On the space-time curvature experienced by quasiparticle excitations in the Painleve-Gullstrand effective geometry

TL;DR

This paper explores how quasiparticles in certain fluid flows experience an effective curved spacetime geometry described by the Painleve-Gullstrand metric, using concepts from general relativity to analyze their propagation.

Contribution

It applies general relativity tools to characterize the effective spacetime geometry experienced by quasiparticles in specific hydrodynamic flows, highlighting curvature effects.

Findings

Quasiparticle trajectories follow null geodesics in the effective geometry.

The effective geometry exhibits Riemannian curvature in various flow scenarios.

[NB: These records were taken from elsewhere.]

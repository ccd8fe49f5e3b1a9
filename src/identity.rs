//! Entity identity - stable, content-addressed ids for code symbols
//!
//! Format: `<repo>:<package>:<kind>:<hash>`
//!
//! Examples:
//! - `acme-app:packages/core:function:3f9a1c0d2b7e4a51`
//! - `acme-app:.:class:0c1e22a9d4b3f871`
//!
//! The repo, package and kind prefixes stay parseable; the hash is an opaque
//! blake3 digest of the normalized file path and scope path.

use crate::node::NodeKind;
use crate::{Error, Result};
use serde::{Deserialize, Serialize};
use std::fmt;
use std::str::FromStr;

/// Number of hex characters kept from the blake3 digest.
const HASH_LEN: usize = 16;

/// A parsed entity id.
#[derive(Debug, Clone, PartialEq, Eq, Hash)]
pub struct EntityId {
    pub repo: String,
    pub package: String,
    pub kind: String,
    pub hash: String,
}

impl EntityId {
    /// Parse `repo:package:kind:hash`.
    pub fn parse(id: &str) -> Result<Self> {
        let mut parts = id.splitn(4, ':');
        let (Some(repo), Some(package), Some(kind), Some(hash)) =
            (parts.next(), parts.next(), parts.next(), parts.next())
        else {
            return Err(Error::Validation(format!(
                "entity id must have 4 colon-separated parts: {}",
                id
            )));
        };

        if repo.is_empty() || package.is_empty() || kind.is_empty() {
            return Err(Error::Validation(format!("entity id has empty prefix: {}", id)));
        }
        if hash.is_empty() || !hash.chars().all(|c| c.is_ascii_hexdigit()) {
            return Err(Error::Validation(format!("entity id hash is not hex: {}", id)));
        }

        Ok(Self {
            repo: repo.to_string(),
            package: package.to_string(),
            kind: kind.to_string(),
            hash: hash.to_string(),
        })
    }

    /// Whether this id lives in a different repository than `repo`.
    pub fn is_cross_repo(&self, repo: &str) -> bool {
        self.repo != sanitize_component(repo)
    }
}

impl fmt::Display for EntityId {
    fn fmt(&self, f: &mut fmt::Formatter<'_>) -> fmt::Result {
        write!(f, "{}:{}:{}:{}", self.repo, self.package, self.kind, self.hash)
    }
}

impl FromStr for EntityId {
    type Err = Error;

    fn from_str(s: &str) -> Result<Self> {
        Self::parse(s)
    }
}

impl Serialize for EntityId {
    fn serialize<S>(&self, serializer: S) -> std::result::Result<S::Ok, S::Error>
    where
        S: serde::Serializer,
    {
        serializer.serialize_str(&self.to_string())
    }
}

impl<'de> Deserialize<'de> for EntityId {
    fn deserialize<D>(deserializer: D) -> std::result::Result<Self, D::Error>
    where
        D: serde::Deserializer<'de>,
    {
        let s = String::deserialize(deserializer)?;
        EntityId::parse(&s).map_err(serde::de::Error::custom)
    }
}

/// Derive the entity id of a symbol.
///
/// `scope_path` is the dotted path of the symbol inside its file
/// (`AuthService.login`). Renaming a containing symbol changes the scope path
/// and therefore the id.
pub fn generate_entity_id(
    repo: &str,
    package_path: &str,
    kind: NodeKind,
    file_path: &str,
    scope_path: &str,
) -> EntityId {
    let repo = sanitize_component(repo);
    let package = sanitize_component(&normalize_package(package_path));
    let file = normalize_path(file_path);

    let mut hasher = blake3::Hasher::new();
    for part in [repo.as_str(), package.as_str(), kind.as_str(), file.as_str(), scope_path] {
        hasher.update(part.as_bytes());
        hasher.update(&[0]);
    }
    let digest = hasher.finalize().to_hex();

    EntityId {
        repo,
        package,
        kind: kind.as_str().to_string(),
        hash: digest.as_str()[..HASH_LEN].to_string(),
    }
}

/// Normalize a file path so that ids do not depend on the host OS.
///
/// Backslashes become `/`, leading `./` and duplicate or trailing separators
/// are dropped.
pub fn normalize_path(path: &str) -> String {
    let unified = path.replace('\\', "/");
    let segments: Vec<&str> = unified
        .split('/')
        .filter(|s| !s.is_empty() && *s != ".")
        .collect();
    let joined = segments.join("/");
    if unified.starts_with('/') {
        format!("/{}", joined)
    } else {
        joined
    }
}

/// Package paths are repo-relative; the repo root package is `.`.
pub fn normalize_package(package_path: &str) -> String {
    let normalized = normalize_path(package_path);
    if normalized.is_empty() {
        ".".to_string()
    } else {
        normalized
    }
}

fn sanitize_component(value: &str) -> String {
    value.replace(':', "_")
}

#[cfg(test)]
mod tests {
    use super::*;

    fn id(file: &str, scope: &str) -> EntityId {
        generate_entity_id("acme", "packages/core", NodeKind::Function, file, scope)
    }

    #[test]
    fn test_same_inputs_same_id() {
        assert_eq!(id("src/auth.ts", "login"), id("src/auth.ts", "login"));
    }

    #[test]
    fn test_each_input_changes_id() {
        let base = id("src/auth.ts", "AuthService.login");
        assert_ne!(base, id("src/auth.ts", "AuthService.logout"));
        assert_ne!(base, id("src/session.ts", "AuthService.login"));
        assert_ne!(
            base,
            generate_entity_id("other", "packages/core", NodeKind::Function, "src/auth.ts", "AuthService.login")
        );
        assert_ne!(
            base,
            generate_entity_id("acme", "packages/web", NodeKind::Function, "src/auth.ts", "AuthService.login")
        );
        assert_ne!(
            base,
            generate_entity_id("acme", "packages/core", NodeKind::Method, "src/auth.ts", "AuthService.login")
        );
    }

    #[test]
    fn test_os_independent_paths() {
        assert_eq!(id("src\\auth.ts", "login"), id("./src//auth.ts", "login"));
        assert_eq!(normalize_path("a\\b\\c/"), "a/b/c");
        assert_eq!(normalize_package(""), ".");
        assert_eq!(normalize_package("./"), ".");
    }

    #[test]
    fn test_display_and_parse() {
        let entity = id("src/auth.ts", "login");
        let text = entity.to_string();
        assert!(text.starts_with("acme:packages/core:function:"));
        assert_eq!(text.rsplit(':').next().map(str::len), Some(HASH_LEN));

        let parsed = EntityId::parse(&text).unwrap();
        assert_eq!(parsed, entity);
    }

    #[test]
    fn test_colon_in_repo_is_sanitized() {
        let entity = generate_entity_id("host:acme", ".", NodeKind::Class, "a.ts", "A");
        assert_eq!(entity.repo, "host_acme");
        assert!(EntityId::parse(&entity.to_string()).is_ok());
        assert!(!entity.is_cross_repo("host:acme"));
        assert!(entity.is_cross_repo("other"));
    }

    #[test]
    fn test_invalid_ids() {
        assert!(EntityId::parse("acme:pkg:function").is_err());
        assert!(EntityId::parse("acme:pkg:function:not-hex").is_err());
        assert!(EntityId::parse("unresolved:foo").is_err());
    }
}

Analysis of flows like shear, vortex, and rotation reveals curvature influences on quasiparticle behavior.

Abstract

We consider quasiparticle propagation in constant-speed-of-sound (iso-tachic) and almost incompressible (iso-pycnal) hydrodynamic flows, using the technical machinery of general relativity to investigate the ``effective space-time geometry'' that is probed by the quasiparticles. This effective geometry, described for the quasiparticles of condensed matter systems by the Painleve-Gullstrand metric, generally exhibits curvature (in the sense of Riemann), and many features of quasiparticle propagation can be re-phrased in terms of null geodesics, Killing vectors, and Jacobi fields. As particular examples of hydrodynamic flow we consider shear flow, a constant-circulation vortex, flow past an impenetrable cylinder, and rigid rotation.